#### To do:
Please return every line in the following data that includes the string "Landscape".

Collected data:

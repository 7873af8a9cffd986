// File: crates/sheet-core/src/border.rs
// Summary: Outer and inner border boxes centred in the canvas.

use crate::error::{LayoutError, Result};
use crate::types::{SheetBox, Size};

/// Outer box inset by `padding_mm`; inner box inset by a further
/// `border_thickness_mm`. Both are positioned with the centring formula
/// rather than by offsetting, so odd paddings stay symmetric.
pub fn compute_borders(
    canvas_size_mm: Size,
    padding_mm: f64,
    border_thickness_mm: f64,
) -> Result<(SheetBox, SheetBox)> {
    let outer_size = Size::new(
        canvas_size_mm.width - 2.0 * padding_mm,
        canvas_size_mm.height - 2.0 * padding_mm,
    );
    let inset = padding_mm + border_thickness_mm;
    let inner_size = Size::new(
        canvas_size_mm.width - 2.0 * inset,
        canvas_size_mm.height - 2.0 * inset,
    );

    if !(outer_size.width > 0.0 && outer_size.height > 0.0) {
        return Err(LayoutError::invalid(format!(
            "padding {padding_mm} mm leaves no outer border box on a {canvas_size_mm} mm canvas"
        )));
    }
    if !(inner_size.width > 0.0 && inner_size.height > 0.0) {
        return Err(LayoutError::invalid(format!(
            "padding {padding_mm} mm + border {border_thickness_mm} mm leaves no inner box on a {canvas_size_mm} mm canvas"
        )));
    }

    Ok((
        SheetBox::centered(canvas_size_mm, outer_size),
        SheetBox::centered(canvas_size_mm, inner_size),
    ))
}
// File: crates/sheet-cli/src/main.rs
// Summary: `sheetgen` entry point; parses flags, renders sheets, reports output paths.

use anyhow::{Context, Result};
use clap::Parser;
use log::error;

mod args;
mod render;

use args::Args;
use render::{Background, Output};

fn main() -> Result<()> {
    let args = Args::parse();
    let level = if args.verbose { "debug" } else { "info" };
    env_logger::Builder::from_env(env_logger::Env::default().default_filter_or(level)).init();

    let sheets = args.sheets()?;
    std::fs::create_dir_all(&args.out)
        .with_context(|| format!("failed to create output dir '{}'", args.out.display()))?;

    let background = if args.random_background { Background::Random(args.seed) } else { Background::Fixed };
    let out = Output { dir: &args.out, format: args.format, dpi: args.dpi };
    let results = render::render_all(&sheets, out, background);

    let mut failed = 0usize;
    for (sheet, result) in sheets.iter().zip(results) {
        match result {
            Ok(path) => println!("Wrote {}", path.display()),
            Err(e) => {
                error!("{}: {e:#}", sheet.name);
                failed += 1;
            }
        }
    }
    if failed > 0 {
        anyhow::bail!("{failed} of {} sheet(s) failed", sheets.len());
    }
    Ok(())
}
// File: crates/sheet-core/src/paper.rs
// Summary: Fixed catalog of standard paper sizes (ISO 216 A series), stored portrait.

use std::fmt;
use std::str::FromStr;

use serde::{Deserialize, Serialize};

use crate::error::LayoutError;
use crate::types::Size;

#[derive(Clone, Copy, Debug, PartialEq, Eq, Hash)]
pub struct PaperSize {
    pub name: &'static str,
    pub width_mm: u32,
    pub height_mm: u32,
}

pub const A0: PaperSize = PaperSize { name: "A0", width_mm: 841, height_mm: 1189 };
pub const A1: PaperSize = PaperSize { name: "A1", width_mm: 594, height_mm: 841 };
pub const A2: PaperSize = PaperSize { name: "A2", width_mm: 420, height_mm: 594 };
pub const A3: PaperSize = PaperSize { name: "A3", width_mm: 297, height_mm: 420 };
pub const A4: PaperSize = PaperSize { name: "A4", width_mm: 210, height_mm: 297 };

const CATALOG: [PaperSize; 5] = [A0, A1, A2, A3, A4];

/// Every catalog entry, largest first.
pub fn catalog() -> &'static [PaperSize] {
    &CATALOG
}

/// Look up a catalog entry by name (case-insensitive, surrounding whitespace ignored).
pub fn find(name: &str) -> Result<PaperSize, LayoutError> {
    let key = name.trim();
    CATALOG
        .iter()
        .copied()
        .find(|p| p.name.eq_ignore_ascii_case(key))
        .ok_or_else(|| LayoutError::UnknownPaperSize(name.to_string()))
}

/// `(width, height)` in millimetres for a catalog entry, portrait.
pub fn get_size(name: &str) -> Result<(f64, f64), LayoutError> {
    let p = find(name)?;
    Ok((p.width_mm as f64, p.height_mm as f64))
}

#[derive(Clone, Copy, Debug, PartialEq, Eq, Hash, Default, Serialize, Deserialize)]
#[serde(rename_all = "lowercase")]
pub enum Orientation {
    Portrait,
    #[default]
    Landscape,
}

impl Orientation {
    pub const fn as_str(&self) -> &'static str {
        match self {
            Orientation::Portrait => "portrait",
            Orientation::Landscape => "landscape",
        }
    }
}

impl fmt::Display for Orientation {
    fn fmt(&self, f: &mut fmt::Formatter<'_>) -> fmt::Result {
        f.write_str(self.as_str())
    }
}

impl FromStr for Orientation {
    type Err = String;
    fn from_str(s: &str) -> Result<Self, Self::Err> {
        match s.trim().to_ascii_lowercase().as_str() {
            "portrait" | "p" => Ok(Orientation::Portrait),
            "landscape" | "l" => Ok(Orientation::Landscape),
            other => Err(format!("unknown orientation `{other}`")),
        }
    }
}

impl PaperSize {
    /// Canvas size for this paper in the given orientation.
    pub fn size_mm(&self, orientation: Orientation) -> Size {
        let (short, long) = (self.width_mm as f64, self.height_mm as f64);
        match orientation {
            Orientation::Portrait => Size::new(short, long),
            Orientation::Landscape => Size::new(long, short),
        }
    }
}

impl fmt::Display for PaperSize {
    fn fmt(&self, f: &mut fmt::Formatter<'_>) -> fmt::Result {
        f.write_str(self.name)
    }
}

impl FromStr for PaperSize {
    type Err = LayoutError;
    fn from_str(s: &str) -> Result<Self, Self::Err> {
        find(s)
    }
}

--

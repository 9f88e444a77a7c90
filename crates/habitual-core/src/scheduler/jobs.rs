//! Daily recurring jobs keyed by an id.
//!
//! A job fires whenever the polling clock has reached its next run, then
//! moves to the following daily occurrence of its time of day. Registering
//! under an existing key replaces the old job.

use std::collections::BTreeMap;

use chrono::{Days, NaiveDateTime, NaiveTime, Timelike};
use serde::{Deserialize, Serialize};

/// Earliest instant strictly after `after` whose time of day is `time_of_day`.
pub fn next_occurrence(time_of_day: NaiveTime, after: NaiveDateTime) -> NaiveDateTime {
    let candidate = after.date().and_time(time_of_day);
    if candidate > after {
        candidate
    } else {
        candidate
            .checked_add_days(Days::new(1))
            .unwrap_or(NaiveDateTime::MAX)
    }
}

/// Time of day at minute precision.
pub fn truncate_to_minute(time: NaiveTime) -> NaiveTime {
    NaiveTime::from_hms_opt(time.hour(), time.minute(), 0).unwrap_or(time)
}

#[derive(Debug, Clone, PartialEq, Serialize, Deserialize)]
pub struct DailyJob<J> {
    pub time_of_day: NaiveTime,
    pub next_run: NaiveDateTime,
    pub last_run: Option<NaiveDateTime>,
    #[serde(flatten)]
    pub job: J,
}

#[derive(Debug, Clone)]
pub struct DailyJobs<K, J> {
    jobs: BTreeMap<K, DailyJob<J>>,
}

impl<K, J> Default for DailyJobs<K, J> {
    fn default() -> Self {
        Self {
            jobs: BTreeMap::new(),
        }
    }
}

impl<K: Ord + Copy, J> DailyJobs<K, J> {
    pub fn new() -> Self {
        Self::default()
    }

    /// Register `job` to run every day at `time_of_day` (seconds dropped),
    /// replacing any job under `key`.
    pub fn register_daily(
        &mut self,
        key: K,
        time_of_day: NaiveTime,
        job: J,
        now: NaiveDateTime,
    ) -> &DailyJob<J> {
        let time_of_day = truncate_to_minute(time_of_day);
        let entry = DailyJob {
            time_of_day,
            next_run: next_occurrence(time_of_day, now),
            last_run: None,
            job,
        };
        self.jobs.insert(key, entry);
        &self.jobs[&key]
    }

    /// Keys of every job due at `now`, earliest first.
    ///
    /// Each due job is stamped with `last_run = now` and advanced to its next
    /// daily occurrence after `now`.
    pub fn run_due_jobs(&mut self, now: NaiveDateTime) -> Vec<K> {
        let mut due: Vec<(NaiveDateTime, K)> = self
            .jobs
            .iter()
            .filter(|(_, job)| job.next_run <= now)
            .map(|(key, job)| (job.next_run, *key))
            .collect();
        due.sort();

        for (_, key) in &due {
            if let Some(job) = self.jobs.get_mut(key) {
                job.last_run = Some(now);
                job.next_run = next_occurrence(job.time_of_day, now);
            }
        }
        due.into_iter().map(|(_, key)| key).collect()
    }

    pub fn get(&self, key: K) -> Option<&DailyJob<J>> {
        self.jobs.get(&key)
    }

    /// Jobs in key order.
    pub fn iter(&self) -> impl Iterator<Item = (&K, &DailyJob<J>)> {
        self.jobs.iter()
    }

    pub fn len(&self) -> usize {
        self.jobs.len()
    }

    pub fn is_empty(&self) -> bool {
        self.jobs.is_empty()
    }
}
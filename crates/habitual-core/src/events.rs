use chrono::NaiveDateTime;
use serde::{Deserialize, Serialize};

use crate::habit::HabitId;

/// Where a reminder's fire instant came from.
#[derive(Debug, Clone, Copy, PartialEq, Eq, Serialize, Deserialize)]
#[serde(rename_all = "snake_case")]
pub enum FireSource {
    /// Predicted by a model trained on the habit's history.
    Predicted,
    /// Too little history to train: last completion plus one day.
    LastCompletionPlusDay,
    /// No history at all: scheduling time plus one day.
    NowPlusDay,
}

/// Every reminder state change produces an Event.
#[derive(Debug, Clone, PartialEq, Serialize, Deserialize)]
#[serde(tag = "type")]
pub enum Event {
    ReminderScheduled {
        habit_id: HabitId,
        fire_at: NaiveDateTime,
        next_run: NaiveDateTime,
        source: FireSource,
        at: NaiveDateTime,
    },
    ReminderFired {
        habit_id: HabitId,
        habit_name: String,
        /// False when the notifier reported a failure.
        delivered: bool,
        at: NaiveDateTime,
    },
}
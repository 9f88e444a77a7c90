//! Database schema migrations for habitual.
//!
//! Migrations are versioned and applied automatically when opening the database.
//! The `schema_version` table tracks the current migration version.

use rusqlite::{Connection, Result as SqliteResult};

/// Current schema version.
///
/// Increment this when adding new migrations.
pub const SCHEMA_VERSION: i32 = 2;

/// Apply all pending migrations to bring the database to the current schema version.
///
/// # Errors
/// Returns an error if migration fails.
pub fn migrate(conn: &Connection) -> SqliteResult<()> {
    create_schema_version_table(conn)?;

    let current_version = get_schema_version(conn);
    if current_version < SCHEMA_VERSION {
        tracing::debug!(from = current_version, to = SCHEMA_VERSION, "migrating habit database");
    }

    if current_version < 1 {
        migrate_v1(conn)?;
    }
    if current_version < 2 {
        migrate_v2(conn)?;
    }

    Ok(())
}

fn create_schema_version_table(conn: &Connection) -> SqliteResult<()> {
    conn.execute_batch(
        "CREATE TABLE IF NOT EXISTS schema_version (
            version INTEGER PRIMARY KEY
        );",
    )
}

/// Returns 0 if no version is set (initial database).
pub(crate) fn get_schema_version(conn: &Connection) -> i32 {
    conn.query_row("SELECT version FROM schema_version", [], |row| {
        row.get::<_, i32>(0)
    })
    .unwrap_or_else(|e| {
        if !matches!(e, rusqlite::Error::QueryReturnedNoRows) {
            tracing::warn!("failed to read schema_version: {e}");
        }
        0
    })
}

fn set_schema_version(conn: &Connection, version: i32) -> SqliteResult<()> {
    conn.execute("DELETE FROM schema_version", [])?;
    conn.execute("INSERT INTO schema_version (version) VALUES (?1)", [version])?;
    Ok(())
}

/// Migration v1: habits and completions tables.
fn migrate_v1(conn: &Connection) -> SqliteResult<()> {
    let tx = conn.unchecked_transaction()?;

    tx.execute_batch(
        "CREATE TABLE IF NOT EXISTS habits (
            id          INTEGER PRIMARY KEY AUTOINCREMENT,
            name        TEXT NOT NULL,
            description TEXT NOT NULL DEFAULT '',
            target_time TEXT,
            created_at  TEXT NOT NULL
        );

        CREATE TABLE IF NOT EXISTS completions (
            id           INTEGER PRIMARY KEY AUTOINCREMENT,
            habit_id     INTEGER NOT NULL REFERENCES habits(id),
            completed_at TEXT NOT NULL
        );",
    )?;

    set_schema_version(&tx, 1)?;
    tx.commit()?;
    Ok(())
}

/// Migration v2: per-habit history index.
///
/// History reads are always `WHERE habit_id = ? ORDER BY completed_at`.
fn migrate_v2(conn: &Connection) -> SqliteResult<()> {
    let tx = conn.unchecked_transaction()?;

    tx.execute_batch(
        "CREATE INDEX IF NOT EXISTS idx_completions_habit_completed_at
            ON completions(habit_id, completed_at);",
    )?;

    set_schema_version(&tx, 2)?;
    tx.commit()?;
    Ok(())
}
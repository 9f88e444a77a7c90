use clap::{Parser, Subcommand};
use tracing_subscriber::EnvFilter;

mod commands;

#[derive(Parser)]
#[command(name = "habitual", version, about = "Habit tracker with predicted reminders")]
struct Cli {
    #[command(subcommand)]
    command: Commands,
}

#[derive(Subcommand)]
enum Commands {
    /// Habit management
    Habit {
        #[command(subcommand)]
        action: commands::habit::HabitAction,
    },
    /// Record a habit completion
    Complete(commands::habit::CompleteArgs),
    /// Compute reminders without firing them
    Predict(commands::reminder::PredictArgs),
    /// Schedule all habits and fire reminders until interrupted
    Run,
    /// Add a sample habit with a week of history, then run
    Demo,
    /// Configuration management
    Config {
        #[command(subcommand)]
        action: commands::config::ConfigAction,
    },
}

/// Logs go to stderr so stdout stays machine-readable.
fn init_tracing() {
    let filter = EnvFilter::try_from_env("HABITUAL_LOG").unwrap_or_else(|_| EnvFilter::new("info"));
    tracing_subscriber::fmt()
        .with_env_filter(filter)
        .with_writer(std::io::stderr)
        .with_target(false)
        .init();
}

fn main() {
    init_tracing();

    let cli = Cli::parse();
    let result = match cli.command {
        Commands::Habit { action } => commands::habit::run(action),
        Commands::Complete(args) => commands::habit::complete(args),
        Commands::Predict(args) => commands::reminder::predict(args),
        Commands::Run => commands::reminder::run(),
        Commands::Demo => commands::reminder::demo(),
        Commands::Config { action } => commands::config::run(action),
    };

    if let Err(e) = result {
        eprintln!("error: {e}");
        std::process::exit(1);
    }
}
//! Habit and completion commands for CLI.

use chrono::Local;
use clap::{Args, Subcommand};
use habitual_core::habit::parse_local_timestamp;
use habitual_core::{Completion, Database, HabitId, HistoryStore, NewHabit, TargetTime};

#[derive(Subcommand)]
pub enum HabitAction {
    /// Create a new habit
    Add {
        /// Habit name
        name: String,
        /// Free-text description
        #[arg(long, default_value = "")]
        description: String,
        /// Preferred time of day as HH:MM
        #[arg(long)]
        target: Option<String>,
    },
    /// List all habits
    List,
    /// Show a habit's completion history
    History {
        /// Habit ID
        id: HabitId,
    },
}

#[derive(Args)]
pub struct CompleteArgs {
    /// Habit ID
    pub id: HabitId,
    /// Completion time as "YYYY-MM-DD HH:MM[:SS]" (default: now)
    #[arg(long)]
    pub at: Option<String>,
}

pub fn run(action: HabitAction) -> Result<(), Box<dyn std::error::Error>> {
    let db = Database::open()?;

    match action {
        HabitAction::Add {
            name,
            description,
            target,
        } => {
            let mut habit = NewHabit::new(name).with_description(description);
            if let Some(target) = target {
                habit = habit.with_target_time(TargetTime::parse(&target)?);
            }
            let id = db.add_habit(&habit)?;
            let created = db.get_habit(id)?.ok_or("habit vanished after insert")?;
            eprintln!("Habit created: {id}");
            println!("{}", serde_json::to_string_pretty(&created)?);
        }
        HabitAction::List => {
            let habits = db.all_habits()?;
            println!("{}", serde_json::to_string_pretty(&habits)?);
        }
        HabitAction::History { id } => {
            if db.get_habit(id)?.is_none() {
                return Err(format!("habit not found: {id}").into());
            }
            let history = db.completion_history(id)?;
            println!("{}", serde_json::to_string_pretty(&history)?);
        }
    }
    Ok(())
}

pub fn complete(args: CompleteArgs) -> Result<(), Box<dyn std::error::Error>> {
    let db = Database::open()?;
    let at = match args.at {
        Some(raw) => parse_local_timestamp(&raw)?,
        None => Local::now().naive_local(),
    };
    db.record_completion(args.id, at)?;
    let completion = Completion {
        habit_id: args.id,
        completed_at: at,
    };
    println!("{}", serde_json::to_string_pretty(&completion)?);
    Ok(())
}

#### Task output:
    Landscape,
            Orientation::Landscape => "landscape",
            "landscape" | "l" => Ok(Orientation::Landscape),
            Orientation::Landscape => Size::new(long, short),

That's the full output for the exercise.